## Problem to work on
Output the opening lines of the records exactly. End with the line that contains "with rank fusion".

## Given information
//! Secure RAG library crate (used by the binary and integration tests).
//!
//! # Public API Surface
//!
//! ## Query path
//! - [`QueryPipeline`], [`PipelineConfig`], [`Answer`] - Per-query orchestration
//! - [`HybridRetriever`], [`RetrieverConfig`] - Dense + lexical retrieval with rank fusion
//! - [`SemanticCache`], [`SemanticCacheConfig`] - Tenant/role scoped answer cache
//! - [`AccessReconciler`], [`AccessMode`] - Authorization allow-set resolution
//!
//! ## Collaborators
//! - [`Embedder`] ([`OllamaEmbedder`], [`StubEmbedder`])
//! - [`PointwiseScorer`] ([`Reranker`])
//! - [`Generator`] ([`GenaiGenerator`])
//! - [`SafetyClassifier`] ([`LlamaGuardClassifier`]) and [`Redactor`] ([`PatternRedactor`])
//! - [`AuthorizationClient`] ([`CerbosClient`])
//! - [`DocumentIndex`] ([`QdrantClient`]) and [`CacheStore`] ([`MemoryCacheStore`])
//!
//! ## Test/Mock Support
//! Mock implementations are available behind `#[cfg(any(test, feature = "mock"))]`.

pub mod access;
pub mod cache;
pub mod config;
pub mod constants;
pub mod embedding;
pub mod fusion;
pub mod generation;
pub mod guard;
pub mod hashing;
pub mod lexical;
pub mod pipeline;
pub mod retrieval;
pub mod vectordb;

#[cfg(any(test, feature = "mock"))]
pub use access::MockAuthorizationClient;
pub use access::{
    AccessError, AccessMode, AccessReconciler, AllowSet, AuthorizationClient, CerbosClient,
    CheckStrategy, Principal, ResourceRef, Verdict,
};
pub use cache::{
    CacheError, CacheHit, CacheStore, MemoryCacheStore, SemanticCache, SemanticCacheConfig,
};
pub use config::{Config, ConfigError, Profile};
pub use constants::{DimConfig, DimValidationError, REFUSAL_MESSAGE, validate_embedding_dim};
pub use embedding::{
    Embedder, EmbeddingError, OllamaEmbedder, PointwiseScorer, Reranker, RerankerConfig,
    RerankerError, StubEmbedder,
};
pub use fusion::{FusedCandidate, reciprocal_rank_fusion};
pub use generation::{GenaiGenerator, GenerationError, Generator};
pub use guard::{
    GuardError, LlamaGuardClassifier, NoopRedactor, PatternRedactor, Redactor, SafetyClassifier,
    SafetyVerdict,
};
pub use hashing::{cache_key, hash_query, hash_to_u64};
pub use lexical::{LexicalError, LexicalIndex, LexicalSnapshot};
pub use pipeline::{Answer, PipelineConfig, PipelineError, QueryPipeline};
pub use retrieval::{HybridRetriever, RankedCandidate, RetrievalError, RetrieverConfig};
#[cfg(any(test, feature = "mock"))]
pub use vectordb::MockDocumentIndex;
pub use vectordb::{
    DocumentIndex, DocumentPayload, DocumentPoint, PayloadFilter, PrefilterPolicy, QdrantClient,
    ScoredDocument, Sensitivity, VectorDbError, build_prefilter,
};
use super::*;

fn ids(fused: &[FusedCandidate]) -> Vec<&str> {
    fused.iter().map(|c| c.id.as_str()).collect()
}

#[test]
fn test_rrf_single_list() {
    let fused = reciprocal_rank_fusion(&["a", "b", "c"], &[] as &[&str]);
    assert_eq!(ids(&fused), vec!["a", "b", "c"]);
    assert!((fused[0].score - 1.0 / 61.0).abs() < 1e-12);
    assert!((fused[2].score - 1.0 / 63.0).abs() < 1e-12);
}

#[test]
fn test_rrf_overlap_sums_contributions() {
    let fused = reciprocal_rank_fusion(&["a", "b"], &["b", "c"]);
    let b = fused.iter().find(|c| c.id == "b").unwrap();
    assert!((b.score - (1.0 / 62.0 + 1.0 / 61.0)).abs() < 1e-12);
    assert_eq!(b.dense_rank, Some(2));
    assert_eq!(b.sparse_rank, Some(1));
    assert_eq!(fused[0].id, "b");
}

#[test]
fn test_rank_one_in_both_beats_rank_one_in_one() {
    let fused = reciprocal_rank_fusion(&["both", "dense_only"], &["both", "sparse_only"]);
    let both = fused.iter().find(|c| c.id == "both").unwrap();
    let single = 1.0 / (RRF_K + 1.0);
    assert!(both.score > single);
    assert!((both.score - 2.0 * single).abs() < 1e-12);
    assert_eq!(fused[0].id, "both");
}

#[test]
fn test_tie_broken_by_dense_rank() {
    // "s" is rank 1 sparse only, "d" is rank 1 dense only: equal scores.
    let fused = reciprocal_rank_fusion(&["d"], &["s"]);
    assert_eq!(fused[0].score, fused[1].score);
    assert_eq!(ids(&fused), vec!["d", "s"]);
}

#[test]
fn test_tie_without_dense_rank_keeps_insertion_order() {
    let fused = reciprocal_rank_fusion_with_k(&[] as &[&str], &["x", "y"], 0.0);
    assert_eq!(ids(&fused), vec!["x", "y"]);

    // identical lists fed twice are deterministic
    let again = reciprocal_rank_fusion_with_k(&[] as &[&str], &["x", "y"], 0.0);
    assert_eq!(fused, again);
}

#[test]
fn test_fusion_is_deterministic() {
    let dense = ["p1", "p2", "p3", "p4"];
    let sparse = ["p3", "f.txt", "p1", "g.txt"];
    let first = reciprocal_rank_fusion(&dense, &sparse);
    for _ in 0..10 {
        assert_eq!(reciprocal_rank_fusion(&dense, &sparse), first);
    }
}

#[test]
fn test_sparse_only_flag() {
    let fused = reciprocal_rank_fusion(&["a"], &["b"]);
    let b = fused.iter().find(|c| c.id == "b").unwrap();
    assert!(b.is_sparse_only());
    assert!(!fused.iter().find(|c| c.id == "a").unwrap().is_sparse_only());
}

#[test]
fn test_duplicate_ids_count_once_per_modality() {
    let fused = reciprocal_rank_fusion(&["a", "a"], &["a", "a"]);
    assert_eq!(fused.len(), 1);
    assert!((fused[0].score - 2.0 / 61.0).abs() < 1e-12);
}

#[test]
fn test_empty_inputs() {
    assert!(reciprocal_rank_fusion(&[] as &[&str], &[] as &[&str]).is_empty());
}

#[test]
fn test_heterogeneous_identifier_spaces() {
    let dense = ["6f1c8a52-1d1e-4b4e-9d61-0c6f0e2b9a77"];
    let sparse = ["handbook.txt"];
    let fused = reciprocal_rank_fusion(&dense, &sparse);
    assert_eq!(fused.len(), 2);
    assert_eq!(fused[0].dense_rank, Some(1));
    assert_eq!(fused[1].sparse_rank, Some(1));
}
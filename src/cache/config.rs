use std::time::Duration;

use crate::constants::{DEFAULT_CACHE_THRESHOLD, DEFAULT_CACHE_TTL_SECS};

use super::error::{CacheError, CacheResult};

/// Entry bound for the in-process store.
pub const DEFAULT_CACHE_CAPACITY: u64 = 10_000;

#[derive(Debug, Clone)]
pub struct SemanticCacheConfig {
    /// Minimum cosine similarity for a hit, in `[0, 1]`.
    pub threshold: f32,
    /// Default time-to-live of written entries.
    pub ttl: Duration,
}

impl Default for SemanticCacheConfig {
    fn default() -> Self {
        Self {
            threshold: DEFAULT_CACHE_THRESHOLD,
            ttl: Duration::from_secs(DEFAULT_CACHE_TTL_SECS),
        }
    }
}

impl SemanticCacheConfig {
    pub fn with_threshold(mut self, threshold: f32) -> Self {
        self.threshold = threshold;
        self
    }

    pub fn with_ttl(mut self, ttl: Duration) -> Self {
        self.ttl = ttl;
        self
    }

    pub fn validate(&self) -> CacheResult<()> {
        if !(0.0..=1.0).contains(&self.threshold) {
            return Err(CacheError::ConfigError {
                reason: format!(
                    "threshold must be between 0.0 and 1.0, got {}",
                    self.threshold
                ),
            });
        }
        if self.ttl.is_zero() {
            return Err(CacheError::ConfigError {
                reason: "ttl must be > 0".to_string(),
            });
        }
        Ok(())
    }
}
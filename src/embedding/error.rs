use thiserror::Error;

#[derive(Debug, Error)]
pub enum EmbeddingError {
    #[error("embedding request to {url} failed: {message}")]
    RequestFailed { url: String, message: String },

    #[error("embedding service returned HTTP {status}: {body}")]
    BadStatus { status: u16, body: String },

    #[error("malformed embedding response: {reason}")]
    MalformedResponse { reason: String },

    #[error("embedding dimension mismatch: expected {expected}, got {actual}")]
    DimensionMismatch { expected: usize, actual: usize },

    #[error("{device} device unavailable: {reason}")]
    DeviceUnavailable { device: String, reason: String },

    #[error("invalid embedding configuration: {reason}")]
    InvalidConfig { reason: String },
}

pub type EmbeddingResult<T> = Result<T, EmbeddingError>;
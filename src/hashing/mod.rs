//! Cache key material.
//!
//! Keys have the shape `cache:query:{tenant}:{role}:{query_hash}`. Tenant and role are
//! normalized (trimmed, lowercased) and escaped before they are placed in the key, so a
//! tenant value can never spell out another tenant's key or a glob pattern.

use globset::{Glob, GlobMatcher};

pub const CACHE_KEY_PREFIX: &str = "cache:query";

/// Upper bound (exclusive) of [`hash_query`].
pub const QUERY_HASH_MODULUS: u64 = 1_000_000_000_000;

/// Computes a 64-bit hash of the input data using BLAKE3, truncated from 256 bits.
///
/// A collision between two different query texts under the same tenant and role is
/// tolerated: the semantic cache compares embeddings before reporting a hit, so a
/// colliding key degrades into a miss rather than a wrong answer.
#[inline]
pub fn hash_to_u64(data: &[u8]) -> u64 {
    let hash = blake3::hash(data);
    let mut bytes = [0u8; 8];
    bytes.copy_from_slice(&hash.as_bytes()[0..8]);
    u64::from_le_bytes(bytes)
}

/// Bounded hash of the literal query text (not of its embedding).
#[inline]
pub fn hash_query(query: &str) -> u64 {
    hash_to_u64(query.as_bytes()) % QUERY_HASH_MODULUS
}

/// Trims and lowercases a tenant or role value.
#[inline]
pub fn normalize_segment(value: &str) -> String {
    value.trim().to_lowercase()
}

/// Escapes the key separator and glob metacharacters.
pub fn escape_key_segment(value: &str) -> String {
    let mut out = String::with_capacity(value.len());
    for c in value.chars() {
        match c {
            '%' => out.push_str("%25"),
            ':' => out.push_str("%3A"),
            '*' => out.push_str("%2A"),
            '?' => out.push_str("%3F"),
            '[' => out.push_str("%5B"),
            ']' => out.push_str("%5D"),
            '\\' => out.push_str("%5C"),
            '{' => out.push_str("%7B"),
            '}' => out.push_str("%7D"),
            _ => out.push(c),
        }
    }
    out
}

fn key_segment(value: &str) -> String {
    escape_key_segment(&normalize_segment(value))
}

/// Builds the deterministic cache key for `(tenant, role, query)`.
pub fn cache_key(tenant: &str, role: &str, query: &str) -> String {
    format!(
        "{}:{}:{}:{}",
        CACHE_KEY_PREFIX,
        key_segment(tenant),
        key_segment(role),
        hash_query(query)
    )
}

/// Builds a glob pattern selecting cache keys by tenant and/or role.
///
/// `None` (or a blank value) acts as a wildcard for that segment.
pub fn cache_key_pattern(tenant: Option<&str>, role: Option<&str>) -> String {
    let segment = |v: Option<&str>| {
        v.map(key_segment)
            .filter(|s| !s.is_empty())
            .unwrap_or_else(|| "*".to_string())
    };
    let tenant = segment(tenant);
    let role = segment(role);

    if tenant == "*" && role == "*" {
        return format!("{}:*", CACHE_KEY_PREFIX);
    }
    format!("{}:{}:{}:*", CACHE_KEY_PREFIX, tenant, role)
}

/// Compiles a pattern from [`cache_key_pattern`] into a key matcher.
pub fn key_matcher(pattern: &str) -> Result<GlobMatcher, globset::Error> {
    Ok(Glob::new(pattern)?.compile_matcher())
}
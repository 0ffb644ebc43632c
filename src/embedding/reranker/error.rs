use thiserror::Error;

use crate::embedding::EmbeddingError;

#[derive(Debug, Error)]
pub enum RerankerError {
    #[error("failed to load reranker model: {reason}")]
    ModelLoadFailed { reason: String },

    #[error("{device} device unavailable: {reason}")]
    DeviceUnavailable { device: String, reason: String },

    #[error("reranker inference failed: {reason}")]
    InferenceFailed { reason: String },

    #[error("tokenization failed: {reason}")]
    TokenizationFailed { reason: String },

    #[error("invalid reranker configuration: {reason}")]
    InvalidConfig { reason: String },
}

impl From<candle_core::Error> for RerankerError {
    fn from(err: candle_core::Error) -> Self {
        RerankerError::InferenceFailed {
            reason: err.to_string(),
        }
    }
}

impl From<EmbeddingError> for RerankerError {
    fn from(err: EmbeddingError) -> Self {
        match err {
            EmbeddingError::DeviceUnavailable { device, reason } => {
                RerankerError::DeviceUnavailable { device, reason }
            }
            other => RerankerError::InvalidConfig {
                reason: other.to_string(),
            },
        }
    }
}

## Problem solution
//! Secure RAG library crate (used by the binary and integration tests).
//!
//! # Public API Surface
//!
//! ## Query path
//! - [`QueryPipeline`], [`PipelineConfig`], [`Answer`] - Per-query orchestration
//! - [`HybridRetriever`], [`RetrieverConfig`] - Dense + lexical retrieval with rank fusion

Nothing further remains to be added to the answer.